**Prompt**
The records sit below. Return every line in them that holds the word "request".

**Data**
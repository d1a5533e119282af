//! Error taxonomy for the orchestration engine.
//!
//! Two layers: [`ProviderError`] covers failures inside a single backend
//! call and is absorbed by failover/retry, while [`OrchestratorError`] is
//! what the engine surfaces to its caller once no recovery is left.

use thiserror::Error;

use crate::budget::BudgetError;

/// Failure of a single backend call.
///
/// Every variant is transient from the engine's viewpoint: the failover
/// loop retries and advances to the next provider, and only converts to
/// [`OrchestratorError::AllProvidersFailed`] once the whole provider list
/// is exhausted.
#[derive(Debug, Error)]
pub enum ProviderError {
    #[error("network error: {0}")]
    Network(String),

    #[error("request timed out: {0}")]
    Timeout(String),

    #[error("rate limited: {0}")]
    RateLimited(String),

    #[error("api error (status {status}): {message}")]
    Api { status: u16, message: String },

    #[error("failed to parse provider response: {0}")]
    Parse(String),

    #[error("stream interrupted: {0}")]
    Stream(String),
}

/// Failure raised by a tool during call resolution.
#[derive(Debug, Error)]
pub enum ToolError {
    #[error("unknown tool: {0}")]
    Unknown(String),

    #[error("invalid arguments for tool {tool}: {message}")]
    InvalidArguments { tool: String, message: String },

    #[error("tool {tool} failed: {message}")]
    Execution { tool: String, message: String },
}

/// Terminal errors surfaced to the orchestrator's caller.
#[derive(Debug, Error)]
pub enum OrchestratorError {
    /// The request would cross a configured spend ceiling. Raised before
    /// any provider is called; nothing has been spent.
    #[error("budget exceeded: {0}")]
    BudgetExceeded(#[from] BudgetError),

    /// Every registered provider was tried (retries included) and none
    /// served the request.
    #[error("all providers failed; check connectivity and API keys")]
    AllProvidersFailed,

    /// The provider list is empty. Distinct from [`Self::AllProvidersFailed`]
    /// so callers can tell misconfiguration from a live outage.
    #[error("no providers registered")]
    NoProvidersRegistered,

    /// A tool failed mid-resolution. The conversation keeps the messages
    /// committed before the failure; nothing is rolled back.
    #[error(transparent)]
    Tool(#[from] ToolError),
}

**Your response**
    #[error("request timed out: {0}")]
    /// The request would cross a configured spend ceiling. Raised before
    /// served the request.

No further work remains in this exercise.